Go through the data line by line from the top, retyping each exactly, and end with the line that contains "pub struct InMemoryConversationStore".

(Stored items)
----------------------------------------
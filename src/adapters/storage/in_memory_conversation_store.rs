//! In-Memory Conversation Store Adapter
//!
//! Stores conversations and messages in memory, implementing both the
//! repository (write) and reader (query) ports.
//! Useful for testing and development.

use async_trait::async_trait;
use std::collections::HashMap;
use std::sync::Arc;
use tokio::sync::RwLock;

use crate::domain::conversation::{Conversation, ConversationSummary, Message};
use crate::domain::foundation::{ConversationId, DomainError, ErrorCode, MessageId, Timestamp};
use crate::ports::{ConversationReader, ConversationRepository};

/// In-memory storage for conversations and their messages
#[derive(Debug, Clone)]
pub struct InMemoryConversationStore {
    conversations: Arc<RwLock<HashMap<ConversationId, Conversation>>>,
    // Insertion order doubles as the tiebreaker for equal timestamps.
    messages: Arc<RwLock<Vec<Message>>>,
}

impl InMemoryConversationStore {
    /// Create a new in-memory store
    pub fn new() -> Self {
        Self {
            conversations: Arc::new(RwLock::new(HashMap::new())),
            messages: Arc::new(RwLock::new(Vec::new())),
        }
    }

    /// Get the number of stored conversations
    pub async fn conversation_count(&self) -> usize {
        self.conversations.read().await.len()
    }

    /// Get the number of stored messages across all conversations
    pub async fn message_count(&self) -> usize {
        self.messages.read().await.len()
    }

    async fn ordered_messages(&self, conversation_id: &ConversationId) -> Vec<Message> {
        let messages = self.messages.read().await;
        let mut owned: Vec<Message> = messages
            .iter()
            .filter(|m| m.conversation_id() == *conversation_id)
            .cloned()
            .collect();
        // Stable sort keeps insertion order among equal timestamps.
        owned.sort_by_key(|m| m.created_at());
        owned
    }
}

impl Default for InMemoryConversationStore {
    fn default() -> Self {
        Self::new()
    }
}

fn not_found(id: &ConversationId) -> DomainError {
    DomainError::new(ErrorCode::ConversationNotFound, "Conversation not found")
        .with_detail("conversation_id", id.to_string())
}

#[async_trait]
impl ConversationRepository for InMemoryConversationStore {
    async fn create(&self, conversation: &Conversation) -> Result<(), DomainError> {
        let mut conversations = self.conversations.write().await;
        conversations.insert(conversation.id(), conversation.clone());
        Ok(())
    }

    async fn find_by_id(&self, id: &ConversationId) -> Result<Option<Conversation>, DomainError> {
        Ok(self.conversations.read().await.get(id).cloned())
    }

    async fn add_message(&self, message: &Message) -> Result<(), DomainError> {
        let conversation_id = message.conversation_id();
        if !self.conversations.read().await.contains_key(&conversation_id) {
            return Err(not_found(&conversation_id));
        }
        self.messages.write().await.push(message.clone());
        Ok(())
    }

    async fn touch(&self, id: &ConversationId, at: Timestamp) -> Result<(), DomainError> {
        let mut conversations = self.conversations.write().await;
        let existing = conversations.get_mut(id).ok_or_else(|| not_found(id))?;
        *existing = Conversation::reconstitute(existing.id(), existing.created_at(), at);
        Ok(())
    }
}

#[async_trait]
impl ConversationReader for InMemoryConversationStore {
    async fn list_recent(&self, limit: u32) -> Result<Vec<ConversationSummary>, DomainError> {
        let mut conversations: Vec<Conversation> =
            self.conversations.read().await.values().cloned().collect();
        conversations.sort_by(|a, b| b.updated_at().cmp(&a.updated_at()));
        conversations.truncate(limit as usize);

        let mut summaries = Vec::with_capacity(conversations.len());
        for conversation in conversations {
            let first_message = self
                .ordered_messages(&conversation.id())
                .await
                .into_iter()
                .next()
                .map(|m| m.text().to_string());
            summaries.push(ConversationSummary {
                id: conversation.id(),
                created_at: conversation.created_at(),
                updated_at: conversation.updated_at(),
                first_message,
            });
        }
        Ok(summaries)
    }

    async fn get_messages(&self, conversation_id: &ConversationId) -> Result<Vec<Message>, DomainError> {
        Ok(self.ordered_messages(conversation_id).await)
    }

    async fn recent_messages(
        &self,
        conversation_id: &ConversationId,
        exclude: &MessageId,
        limit: u32,
    ) -> Result<Vec<Message>, DomainError> {
        let mut messages: Vec<Message> = self
            .ordered_messages(conversation_id)
            .await
            .into_iter()
            .filter(|m| m.id() != *exclude)
            .collect();
        let skip = messages.len().saturating_sub(limit as usize);
        Ok(messages.split_off(skip))
    }
}
//! HTTP adapters - REST API for the support chat widget.

pub mod chat;
pub mod health;
pub mod router;

pub use chat::{ChatApiError, ChatAppState};
pub use router::{build_router, DEFAULT_BODY_LIMIT};
//! PostgreSQL implementation of ConversationRepository.
//!
//! Persists conversations and appends messages to PostgreSQL. Every call is
//! its own statement, so an appended message survives later failures in the
//! same turn.

use async_trait::async_trait;
use sqlx::{PgPool, Row};

use crate::domain::conversation::{Conversation, Message};
use crate::domain::foundation::{ConversationId, DomainError, ErrorCode, Timestamp};
use crate::ports::ConversationRepository;

/// PostgreSQL implementation of ConversationRepository.
#[derive(Clone)]
pub struct PostgresConversationRepository {
    pool: PgPool,
}

impl PostgresConversationRepository {
    /// Creates a new PostgresConversationRepository.
    pub fn new(pool: PgPool) -> Self {
        Self { pool }
    }
}

#[async_trait]
impl ConversationRepository for PostgresConversationRepository {
    async fn create(&self, conversation: &Conversation) -> Result<(), DomainError> {
        sqlx::query(
            r#"
            INSERT INTO conversations (id, created_at, updated_at)
            VALUES ($1, $2, $3)
            "#,
        )
        .bind(conversation.id().as_uuid())
        .bind(conversation.created_at().as_datetime())
        .bind(conversation.updated_at().as_datetime())
        .execute(&self.pool)
        .await
        .map_err(|e| DomainError::database("Failed to insert conversation", e))?;

        Ok(())
    }

    async fn find_by_id(&self, id: &ConversationId) -> Result<Option<Conversation>, DomainError> {
        let row = sqlx::query(
            r#"
            SELECT id, created_at, updated_at
            FROM conversations
            WHERE id = $1
            "#,
        )
        .bind(id.as_uuid())
        .fetch_optional(&self.pool)
        .await
        .map_err(|e| DomainError::database("Failed to fetch conversation", e))?;

        Ok(row.map(|row| {
            let id: uuid::Uuid = row.get("id");
            let created_at: chrono::DateTime<chrono::Utc> = row.get("created_at");
            let updated_at: chrono::DateTime<chrono::Utc> = row.get("updated_at");

            Conversation::reconstitute(
                ConversationId::from_uuid(id),
                Timestamp::from_datetime(created_at),
                Timestamp::from_datetime(updated_at),
            )
        }))
    }

    async fn add_message(&self, message: &Message) -> Result<(), DomainError> {
        sqlx::query(
            r#"
            INSERT INTO messages (id, conversation_id, sender, text, created_at)
            VALUES ($1, $2, $3, $4, $5)
            "#,
        )
        .bind(message.id().as_uuid())
        .bind(message.conversation_id().as_uuid())
        .bind(message.sender().as_str())
        .bind(message.text())
        .bind(message.created_at().as_datetime())
        .execute(&self.pool)
        .await
        .map_err(|e| match &e {
            sqlx::Error::Database(db) if db.is_foreign_key_violation() => {
                DomainError::new(ErrorCode::ConversationNotFound, "Conversation not found")
                    .with_detail("conversation_id", message.conversation_id().to_string())
            }
            _ => DomainError::database("Failed to insert message", e),
        })?;

        Ok(())
    }

    async fn touch(&self, id: &ConversationId, at: Timestamp) -> Result<(), DomainError> {
        let result = sqlx::query(
            r#"
            UPDATE conversations SET updated_at = $2
            WHERE id = $1
            "#,
        )
        .bind(id.as_uuid())
        .bind(at.as_datetime())
        .execute(&self.pool)
        .await
        .map_err(|e| DomainError::database("Failed to update conversation timestamp", e))?;

        if result.rows_affected() == 0 {
            return Err(
                DomainError::new(ErrorCode::ConversationNotFound, "Conversation not found")
                    .with_detail("conversation_id", id.to_string()),
            );
        }

        Ok(())
    }
}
----------------------------------------
* [EXERCISE SOLUTION]
filename src/adapters/storage/in_memory_conversation_store.rs
//! In-Memory Conversation Store Adapter
//!
//! Stores conversations and messages in memory, implementing both the
//! repository (write) and reader (query) ports.
//! Useful for testing and development.

use async_trait::async_trait;
use std::collections::HashMap;
use std::sync::Arc;
use tokio::sync::RwLock;

use crate::domain::conversation::{Conversation, ConversationSummary, Message};
use crate::domain::foundation::{ConversationId, DomainError, ErrorCode, MessageId, Timestamp};
use crate::ports::{ConversationReader, ConversationRepository};

/// In-memory storage for conversations and their messages
#[derive(Debug, Clone)]
pub struct InMemoryConversationStore {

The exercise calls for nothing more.